Furthermore, CTEs provide the advantage of being more memory-efficient compared to temporary tables, as they are optimized by the database management system for improved performance. The concise syntax of CTEs also promotes code reuse and simplifies maintenance. In our case, the “first” CTE efficiently prepares the dataset for customer segmentation, allowing us to easily implement alternative categorization methods, such as the distinction between “new customers” and “returning customers.”
By leveraging the capabilities of CTEs, we not only enhance the efficiency of our code but also lay the foundation for future scalability and adaptability. The logical organization, ease of modification, and memory efficiency offered by CTEs make a compelling argument for their continued use in our customer segmentation project, enabling us to derive meaningful insights, optimize marketing strategies, and drive business growth.
Modifying the query for the business model
The two queries built are for an e-commerce business model, any business model that focuses on acquisition and retention would want to understand new v returning customers and frequency of purchase. The context of the insights will change depending on the business model. (link to GitHub to download SQL code)
- For lead generation it may be getting a user to complete a registration form so within the query the purchase event would need to be replaced with the registration
- It will provide insights; how many of those registrations are coming from new v returning.
- Also understand how many times a registration has been completed against i.e., user_pesudo_id
- For a specific business model, it may require the user to log-in the user_pseudo_id can be replaced with user_id.
Having a rich data set is the first step, then it’s all about visualizations to provide insights to those burning questions. There are many ways to build out visualization using Big Query, there is a connector to Looker Studio (Data Studio) or Python or Tableau all depending on the ecosystem in place.
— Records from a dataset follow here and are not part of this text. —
//! Batch driver: season detection, per-product tiered pipeline on a worker
//! pool, and the single-threaded reduction into a [`ForecastBatchResult`].

use std::collections::BTreeMap;
use std::sync::mpsc;
use std::thread;
use std::time::Instant;

use rayon::prelude::*;
use rayon::{ThreadPool, ThreadPoolBuilder};
use serde::Serialize;
use tracing::{debug, info, warn};

use crate::config::{ForecastConfig, DEFAULT_EXCLUDED_FAMILY};
use crate::domain::forecast::{
    AccuracyMetrics, AggregateAccuracy, ForecastBatchResult, ForecastFeatures, ForecastMethod,
    ForecastRecord, TrendDirection,
};
use crate::domain::product::ProductCatalog;
use crate::domain::sales::{decimal_to_f64, SalesRecord};
use crate::domain::season::{SeasonSpec, SeasonType};
use crate::errors::ApplicationError;
use crate::forecast::aggregate::{aggregate_by_product, ProductSeries};
use crate::forecast::cancel::CancellationToken;
use crate::forecast::ensemble::{round_units, EnsembleCombiner, ModelPrediction};
use crate::forecast::fallback::{
    hierarchical_fallback, is_fallback_eligible, resolve_theme, HierarchyAverages,
    MIN_MODELLED_UNITS,
};
use crate::forecast::models::{ModelKind, ModelParams};
use crate::forecast::seasons::{
    detect_latest_season, filter_by_season_type, resolve_target, TargetSeason,
};
use crate::forecast::validation::ValidationMode;

const SIMPLE_AVERAGE_CONFIDENCE: f64 = 30.0;
const SIMPLE_AVERAGE_MAPE: f64 = 50.0;

#[derive(Clone, Debug, PartialEq)]
pub struct ForecastSettings {
    pub params: ModelParams,
    pub validation_mode: ValidationMode,
    /// `0` lets the pool pick one thread per core.
    pub worker_threads: usize,
    pub progress_every: usize,
    pub excluded_family: String,
}

impl Default for ForecastSettings {
    fn default() -> Self {
        Self {
            params: ModelParams::default(),
            validation_mode: ValidationMode::Full,
            worker_threads: 0,
            progress_every: 10,
            excluded_family: DEFAULT_EXCLUDED_FAMILY.to_owned(),
        }
    }
}

impl From<&ForecastConfig> for ForecastSettings {
    fn from(config: &ForecastConfig) -> Self {
        Self {
            params: ModelParams {
                outlier_factor: config.outlier_factor,
                alpha: config.holt_alpha,
                beta: config.holt_beta,
            },
            validation_mode: config.validation_mode,
            worker_threads: config.worker_threads,
            progress_every: config.progress_every.max(1),
            excluded_family: config.excluded_family.clone(),
        }
    }
}

#[derive(Clone, Copy, Debug, PartialEq, Serialize)]
pub struct ProgressUpdate {
    pub percent_complete: f64,
    pub processed: usize,
    pub total: usize,
    pub estimated_seconds_remaining: f64,
}

impl ProgressUpdate {
    fn at(processed: usize, total: usize, started: Instant) -> Self {
        let percent_complete =
            if total == 0 { 100.0 } else { processed as f64 / total as f64 * 100.0 };
        let estimated_seconds_remaining = if processed == 0 {
            0.0
        } else {
            started.elapsed().as_secs_f64() / processed as f64 * (total - processed) as f64
        };
        Self { percent_complete, processed, total, estimated_seconds_remaining }
    }
}

/// Per-model line of a single-product validation report.
#[derive(Clone, Debug, PartialEq, Serialize)]
pub struct CandidateReport {
    pub model: ModelKind,
    pub prediction: f64,
    pub confidence: f64,
    pub weight: f64,
    pub validation: AccuracyMetrics,
    pub folds: usize,
}

#[derive(Clone, Debug, PartialEq, Serialize)]
pub struct ProductValidation {
    pub product_code: String,
    pub family_code: String,
    pub target_season_label: String,
    pub units_by_year: BTreeMap<i32, f64>,
    pub candidates: Vec<CandidateReport>,
    pub blended: bool,
    pub selected: ModelPrediction,
}

pub struct ForecastOrchestrator {
    settings: ForecastSettings,
    pool: ThreadPool,
}

struct BatchContext<'a> {
    catalog: &'a ProductCatalog,
    averages: &'a HierarchyAverages,
    season_type: SeasonType,
}

impl ForecastOrchestrator {
    pub fn new(settings: ForecastSettings) -> Result<Self, ApplicationError> {
        let pool = ThreadPoolBuilder::new()
            .num_threads(settings.worker_threads)
            .thread_name(|index| format!("seasoncast-worker-{index}"))
            .build()
            .map_err(|error| ApplicationError::WorkerPool(error.to_string()))?;
        Ok(Self { settings, pool })
    }

    pub fn run(
        &self,
        records: &[SalesRecord],
        catalog: &ProductCatalog,
        target: TargetSeason,
    ) -> Option<ForecastBatchResult> {
        self.run_with(records, catalog, target, &mut |_| {}, &CancellationToken::new())
    }

    /// Forecasts every product for the season after the latest one in
    /// `records`. Returns `None` when no season label parses or the target
    /// season type has no earlier history.
    pub fn run_with(
        &self,
        records: &[SalesRecord],
        catalog: &ProductCatalog,
        target: TargetSeason,
        progress: &mut dyn FnMut(&ProgressUpdate),
        cancel: &CancellationToken,
    ) -> Option<ForecastBatchResult> {
        let target_season = self.target_season(records, target)?;
        let history =
            filter_by_season_type(records, target_season.season_type, target_season.year);
        if history.is_empty() {
            warn!(
                event_name = "forecast.batch.no_history",
                target_season = %target_season,
                "no earlier seasons of the target type; nothing to forecast"
            );
            return None;
        }

        let series = aggregate_by_product(&history, &self.settings.excluded_family);
        let averages = HierarchyAverages::build(&series, catalog);
        let context =
            BatchContext { catalog, averages: &averages, season_type: target_season.season_type };
        let total = series.len();

        info!(
            event_name = "forecast.batch.started",
            target_season = %target_season,
            historical_records = history.len(),
            products = total,
            validation_mode = ?self.settings.validation_mode,
            "forecast batch started"
        );

        let started = Instant::now();
        progress(&ProgressUpdate::at(0, total, started));

        let every = self.settings.progress_every.max(1);
        let mut outcomes: Vec<(usize, Option<ForecastRecord>)> = Vec::with_capacity(total);
        thread::scope(|scope| {
            let (sender, receiver) = mpsc::channel::<(usize, Option<ForecastRecord>)>();
            let series = &series;
            let context = &context;
            scope.spawn(move || {
                self.pool.install(|| {
                    series.par_iter().enumerate().for_each_with(sender, |sender, (index, product)| {
                        if cancel.is_cancelled() {
                            return;
                        }
                        let outcome = self.forecast_product(product, context);
                        // Only fails once the coordinating loop has stopped receiving.
                        let _ = sender.send((index, outcome));
                    });
                });
            });

            for outcome in receiver {
                outcomes.push(outcome);
                let processed = outcomes.len();
                if processed % every == 0 || processed == total {
                    progress(&ProgressUpdate::at(processed, total, started));
                }
            }
        });

        let processed = outcomes.len();
        let cancelled = processed < total;
        if cancelled {
            progress(&ProgressUpdate::at(processed, total, started));
            warn!(
                event_name = "forecast.batch.cancelled",
                processed,
                total,
                "forecast batch cancelled before completion"
            );
        }

        outcomes.sort_by_key(|(index, _)| *index);
        let forecasts: Vec<ForecastRecord> =
            outcomes.into_iter().filter_map(|(_, outcome)| outcome).collect();

        let result = reduce(target_season, history.len(), total, forecasts, cancelled);
        info!(
            event_name = "forecast.batch.completed",
            target_season = %target_season,
            forecasts = result.forecasts.len(),
            coverage_percent = result.aggregate_accuracy.coverage_percent,
            mape = result.aggregate_accuracy.mape,
            elapsed_ms = started.elapsed().as_millis() as u64,
            "forecast batch completed"
        );
        Some(result)
    }

    /// Full walk-forward report for one product, regardless of the batch
    /// validation mode.
    pub fn validate_product(
        &self,
        records: &[SalesRecord],
        target: TargetSeason,
        product_code: &str,
        family_code: Option<&str>,
    ) -> Option<ProductValidation> {
        let target_season = self.target_season(records, target)?;
        let history =
            filter_by_season_type(records, target_season.season_type, target_season.year);
        let product = aggregate_by_product(&history, &self.settings.excluded_family)
            .into_iter()
            .find(|series| {
                series.product_code().0 == product_code
                    && family_code.map_or(true, |family| series.family_code() == family)
            })?;

        let outcome =
            EnsembleCombiner::new(self.settings.params, ValidationMode::Full).combine(&product);
        let candidates = outcome
            .candidates
            .iter()
            .map(|candidate| CandidateReport {
                model: candidate.kind,
                prediction: candidate.prediction,
                confidence: candidate.confidence,
                weight: candidate.weight,
                validation: candidate.validation,
                folds: candidate.folds,
            })
            .collect();

        Some(ProductValidation {
            product_code: product.product_code().0.clone(),
            family_code: product.family_code().to_owned(),
            target_season_label: target_season.label(),
            units_by_year: product.units_by_year.clone(),
            candidates,
            blended: outcome.blended,
            selected: outcome.prediction,
        })
    }

    fn target_season(&self, records: &[SalesRecord], target: TargetSeason) -> Option<SeasonSpec> {
        let Some(latest) = detect_latest_season(records) else {
            warn!(
                event_name = "forecast.batch.no_season",
                records = records.len(),
                "no parsable season label in sales history"
            );
            return None;
        };
        Some(resolve_target(latest, target))
    }

    fn forecast_product(
        &self,
        product: &ProductSeries,
        context: &BatchContext<'_>,
    ) -> Option<ForecastRecord> {
        let theme = resolve_theme(product, context.catalog);

        if is_fallback_eligible(product.total_units) {
            if let Some(prediction) =
                hierarchical_fallback(product, theme.as_deref(), context.averages)
            {
                let features = self.features(product, context, 0.0, None, None);
                return Some(record(product, theme, prediction, features));
            }
        }

        if product.total_units < MIN_MODELLED_UNITS {
            debug!(
                event_name = "forecast.product.skipped",
                product_code = %product.product_code(),
                total_units = product.total_units,
                "product below minimum history"
            );
            return None;
        }

        if product.years() < 2 {
            let prediction = ModelPrediction {
                predicted_units: round_units(product.yearly_average()),
                confidence: SIMPLE_AVERAGE_CONFIDENCE,
                validation: AccuracyMetrics { mape: SIMPLE_AVERAGE_MAPE, mae: 0.0, rmse: 0.0 },
                method: ForecastMethod::SimpleAverage,
            };
            let features = self.features(product, context, 0.0, None, None);
            return Some(record(product, theme, prediction, features));
        }

        let outcome = EnsembleCombiner::new(self.settings.params, self.settings.validation_mode)
            .combine(product);
        let features = self.features(
            product,
            context,
            outcome.price_elasticity,
            outcome.trend_score,
            outcome.trend_direction,
        );
        Some(record(product, theme, outcome.prediction, features))
    }

    fn features(
        &self,
        product: &ProductSeries,
        context: &BatchContext<'_>,
        price_elasticity: f64,
        trend_score: Option<f64>,
        trend_direction: Option<TrendDirection>,
    ) -> ForecastFeatures {
        let info = context.catalog.find(product.product_code());
        let or_catalog = |observed: f64, listed: Option<rust_decimal::Decimal>| {
            if observed > 0.0 {
                observed
            } else {
                listed.map(decimal_to_f64).unwrap_or(0.0)
            }
        };

        ForecastFeatures {
            avg_price: or_catalog(product.average_price(), info.and_then(|i| i.unit_price)),
            avg_cost: or_catalog(product.average_cost(), info.and_then(|i| i.unit_cost)),
            price_elasticity,
            trend_score,
            trend_direction,
            seasonality_tag: Some(context.season_type),
        }
    }
}

fn record(
    product: &ProductSeries,
    theme: Option<String>,
    prediction: ModelPrediction,
    features: ForecastFeatures,
) -> ForecastRecord {
    ForecastRecord {
        product_code: product.product_code().clone(),
        family_code: product.family_code().to_owned(),
        theme,
        predicted_demand: prediction.predicted_units,
        confidence: prediction.confidence,
        method_used: prediction.method,
        historical_average: product.yearly_average(),
        years_of_history: product.years(),
        features,
        validation: prediction.validation,
    }
}

fn reduce(
    target: SeasonSpec,
    historical_record_count: usize,
    candidate_count: usize,
    mut forecasts: Vec<ForecastRecord>,
    cancelled: bool,
) -> ForecastBatchResult {
    let mut method_usage: BTreeMap<ForecastMethod, usize> = BTreeMap::new();
    let mut accuracy = AggregateAccuracy::default();
    for forecast in &forecasts {
        *method_usage.entry(forecast.method_used).or_default() += 1;
        accuracy.mape += forecast.validation.mape;
        accuracy.mae += forecast.validation.mae;
        accuracy.rmse += forecast.validation.rmse;
    }

    let included = forecasts.len();
    if included > 0 {
        let n = included as f64;
        accuracy.mape /= n;
        accuracy.mae /= n;
        accuracy.rmse /= n;
    }
    if candidate_count > 0 {
        accuracy.coverage_percent = included as f64 / candidate_count as f64 * 100.0;
    }

    forecasts.sort_by(|a, b| {
        b.predicted_demand
            .cmp(&a.predicted_demand)
            .then_with(|| a.product_code.cmp(&b.product_code))
            .then_with(|| a.family_code.cmp(&b.family_code))
    });

    ForecastBatchResult {
        target_season_label: target.label(),
        target_year: target.year,
        season_type: target.season_type,
        forecasts,
        aggregate_accuracy: accuracy,
        historical_record_count,
        candidate_count,
        method_usage,
        cancelled,
    }
}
(Data in the charts has been modified for this article)
This chart looks at the % revenue driven by new v returning customers by month.
This chart looks at the frequency of purchase and how the revenue is split.
This is an example the kind of insights possible but there is a wealth of data available that can be cut and sliced in different ways to answer the business questions.
Being able to understand the split of new v returning customers and frequency of purchase is part of the data puzzle for brands. This is only possible with good quality long data, a sophisticated Google Tag Manager + Google Analytics 4 set-up and a well thought out event tracking in place and connecting to Big Query. Most importantly is a solid strategy in place with the right business questions being asked.
Worked on this project with Jeffrey Ohene who built the SQL code in Big Query.